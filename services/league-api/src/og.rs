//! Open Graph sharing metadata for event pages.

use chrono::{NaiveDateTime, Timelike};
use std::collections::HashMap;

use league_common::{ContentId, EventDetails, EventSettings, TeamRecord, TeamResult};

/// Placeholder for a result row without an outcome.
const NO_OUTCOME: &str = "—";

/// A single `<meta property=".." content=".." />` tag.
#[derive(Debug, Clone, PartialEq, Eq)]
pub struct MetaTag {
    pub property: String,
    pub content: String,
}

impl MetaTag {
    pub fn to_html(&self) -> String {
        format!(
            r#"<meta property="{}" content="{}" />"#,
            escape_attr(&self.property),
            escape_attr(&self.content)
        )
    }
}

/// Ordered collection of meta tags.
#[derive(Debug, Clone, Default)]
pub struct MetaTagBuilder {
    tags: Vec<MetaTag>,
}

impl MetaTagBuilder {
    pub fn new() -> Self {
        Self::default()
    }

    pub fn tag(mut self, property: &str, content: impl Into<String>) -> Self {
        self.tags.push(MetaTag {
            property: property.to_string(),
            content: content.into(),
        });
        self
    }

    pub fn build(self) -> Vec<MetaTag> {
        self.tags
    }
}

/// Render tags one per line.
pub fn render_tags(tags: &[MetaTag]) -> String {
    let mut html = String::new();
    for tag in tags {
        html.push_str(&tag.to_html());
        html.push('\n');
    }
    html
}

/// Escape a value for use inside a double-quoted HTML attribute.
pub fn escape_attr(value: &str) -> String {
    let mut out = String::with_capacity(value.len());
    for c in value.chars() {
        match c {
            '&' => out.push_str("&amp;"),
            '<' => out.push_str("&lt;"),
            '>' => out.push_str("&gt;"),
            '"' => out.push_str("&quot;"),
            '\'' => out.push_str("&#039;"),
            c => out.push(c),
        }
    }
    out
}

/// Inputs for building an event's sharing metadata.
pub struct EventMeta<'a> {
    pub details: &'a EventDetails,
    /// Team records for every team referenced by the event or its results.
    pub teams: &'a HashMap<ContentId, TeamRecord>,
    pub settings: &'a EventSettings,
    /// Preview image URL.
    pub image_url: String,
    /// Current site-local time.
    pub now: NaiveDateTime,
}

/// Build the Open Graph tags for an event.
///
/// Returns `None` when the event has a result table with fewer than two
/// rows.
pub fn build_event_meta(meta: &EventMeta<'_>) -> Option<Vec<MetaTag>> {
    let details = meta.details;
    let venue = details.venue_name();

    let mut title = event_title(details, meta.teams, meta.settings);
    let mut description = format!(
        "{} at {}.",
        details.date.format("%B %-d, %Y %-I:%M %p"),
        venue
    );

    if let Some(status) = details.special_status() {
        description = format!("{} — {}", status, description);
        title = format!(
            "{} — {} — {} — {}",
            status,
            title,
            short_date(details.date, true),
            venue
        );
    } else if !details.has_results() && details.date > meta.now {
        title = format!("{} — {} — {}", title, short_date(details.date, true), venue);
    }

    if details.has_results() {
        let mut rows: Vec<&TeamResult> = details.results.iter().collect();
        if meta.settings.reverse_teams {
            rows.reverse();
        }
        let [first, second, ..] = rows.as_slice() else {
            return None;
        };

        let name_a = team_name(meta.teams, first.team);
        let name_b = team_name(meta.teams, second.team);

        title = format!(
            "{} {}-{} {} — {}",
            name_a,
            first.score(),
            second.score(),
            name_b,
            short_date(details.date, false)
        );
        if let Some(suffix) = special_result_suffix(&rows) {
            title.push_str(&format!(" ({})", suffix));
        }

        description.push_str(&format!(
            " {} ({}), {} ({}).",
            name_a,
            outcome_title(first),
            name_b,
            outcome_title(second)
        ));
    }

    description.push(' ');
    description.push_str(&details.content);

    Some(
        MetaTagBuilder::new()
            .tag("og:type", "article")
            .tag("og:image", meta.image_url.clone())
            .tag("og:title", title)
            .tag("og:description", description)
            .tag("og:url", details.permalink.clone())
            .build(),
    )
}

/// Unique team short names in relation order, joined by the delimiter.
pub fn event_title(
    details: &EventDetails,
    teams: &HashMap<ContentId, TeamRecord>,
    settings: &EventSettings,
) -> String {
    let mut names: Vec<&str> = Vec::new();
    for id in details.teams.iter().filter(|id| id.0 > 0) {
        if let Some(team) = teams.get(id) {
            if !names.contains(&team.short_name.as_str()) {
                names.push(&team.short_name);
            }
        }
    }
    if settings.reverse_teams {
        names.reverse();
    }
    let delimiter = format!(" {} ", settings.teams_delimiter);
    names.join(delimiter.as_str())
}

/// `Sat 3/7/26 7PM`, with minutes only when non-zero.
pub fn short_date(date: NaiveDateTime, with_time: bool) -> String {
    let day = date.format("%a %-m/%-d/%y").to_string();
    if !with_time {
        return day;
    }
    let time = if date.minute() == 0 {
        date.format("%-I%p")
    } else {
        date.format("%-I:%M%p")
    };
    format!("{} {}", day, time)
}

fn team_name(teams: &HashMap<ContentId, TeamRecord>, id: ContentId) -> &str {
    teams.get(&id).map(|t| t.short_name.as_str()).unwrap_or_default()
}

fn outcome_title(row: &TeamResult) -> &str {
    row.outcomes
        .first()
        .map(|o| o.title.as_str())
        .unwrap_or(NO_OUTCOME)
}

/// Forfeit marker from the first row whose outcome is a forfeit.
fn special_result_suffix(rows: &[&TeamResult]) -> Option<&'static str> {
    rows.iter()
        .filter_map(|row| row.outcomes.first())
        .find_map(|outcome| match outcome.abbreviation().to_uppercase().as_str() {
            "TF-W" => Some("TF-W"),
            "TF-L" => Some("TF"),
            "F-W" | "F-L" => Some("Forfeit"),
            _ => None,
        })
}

******

**Task directions:**
Look through the entries above. Extract each line with the word "ContentId".

**Solution to the exercise:**
use league_common::{ContentId, EventDetails, EventSettings, TeamRecord, TeamResult};
    pub teams: &'a HashMap<ContentId, TeamRecord>,
    teams: &HashMap<ContentId, TeamRecord>,
fn team_name(teams: &HashMap<ContentId, TeamRecord>, id: ContentId) -> &str {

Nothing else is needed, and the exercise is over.